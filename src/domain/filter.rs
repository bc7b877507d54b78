// ==========================================
// 入库批次汇总引擎 - 过滤配置
// ==========================================
// 职责: 用户可选的纳入/排除过滤条件
// 序列化格式: camelCase (与前端状态一致)
// ==========================================

use serde::{Deserialize, Serialize};
use std::collections::BTreeMap;

// ==========================================
// FilterConfiguration - 过滤配置
// ==========================================
// 所有开关默认关闭 (关闭 = 不生效)
#[derive(Debug, Clone, Default, PartialEq, Serialize, Deserialize)]
#[serde(default, rename_all = "camelCase")]
pub struct FilterConfiguration {
    /// 仅保留存在 feed 错误或条目/计划错误的条目
    pub filter_items_with_errors: bool,
    /// 剔除已收齐的条目 (quantity + damaged >= ordered)
    pub filter_items_to_receive: bool,
    /// 剔除已关联货件的条目
    pub exclude_items_in_shipments: bool,
    /// 剔除缺少尺寸数据源的条目
    pub filter_items_missing_dimensions: bool,
    /// 货件ID -> 选择描述列表
    pub batch_items_filter: BTreeMap<String, Vec<SelectionDescriptor>>,
}

impl FilterConfiguration {
    /// 货件计划过滤是否启用 (至少一个键)
    pub fn has_shipment_filter(&self) -> bool {
        !self.batch_items_filter.is_empty()
    }

    /// 添加一条货件选择
    pub fn select_shipment(mut self, descriptor: SelectionDescriptor) -> Self {
        let key = descriptor.shipment_id.clone().unwrap_or_default();
        self.batch_items_filter.entry(key).or_default().push(descriptor);
        self
    }
}

// ==========================================
// SelectionDescriptor - 货件选择描述
// ==========================================
// 四个字段全部相等才算匹配: fcid / prep / shipmentId / cp
#[derive(Debug, Clone, Default, PartialEq, Eq, Serialize, Deserialize)]
#[serde(rename_all = "camelCase")]
pub struct SelectionDescriptor {
    #[serde(default)]
    pub fcid: Option<String>,
    #[serde(default)]
    pub prep: Option<String>,
    #[serde(default)]
    pub shipment_id: Option<String>,
    #[serde(default)]
    pub cp: bool,                  // 是否整箱
}

impl SelectionDescriptor {
    pub fn new(fcid: &str, prep: &str, shipment_id: &str, cp: bool) -> Self {
        Self {
            fcid: Some(fcid.to_string()),
            prep: Some(prep.to_string()),
            shipment_id: Some(shipment_id.to_string()),
            cp,
        }
    }
}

** WHAT IS NEEDED **
Starting with the line that contains "shipmentId / cp", output every line through the end of the listing above, unchanged.

** RESULT **
// 四个字段全部相等才算匹配: fcid / prep / shipmentId / cp
#[derive(Debug, Clone, Default, PartialEq, Eq, Serialize, Deserialize)]
#[serde(rename_all = "camelCase")]
pub struct SelectionDescriptor {
    #[serde(default)]
    pub fcid: Option<String>,
    #[serde(default)]
    pub prep: Option<String>,
    #[serde(default)]
    pub shipment_id: Option<String>,
    #[serde(default)]
    pub cp: bool,                  // 是否整箱
}

impl SelectionDescriptor {
    pub fn new(fcid: &str, prep: &str, shipment_id: &str, cp: bool) -> Self {
        Self {
            fcid: Some(fcid.to_string()),
            prep: Some(prep.to_string()),
            shipment_id: Some(shipment_id.to_string()),
            cp,
        }
    }
}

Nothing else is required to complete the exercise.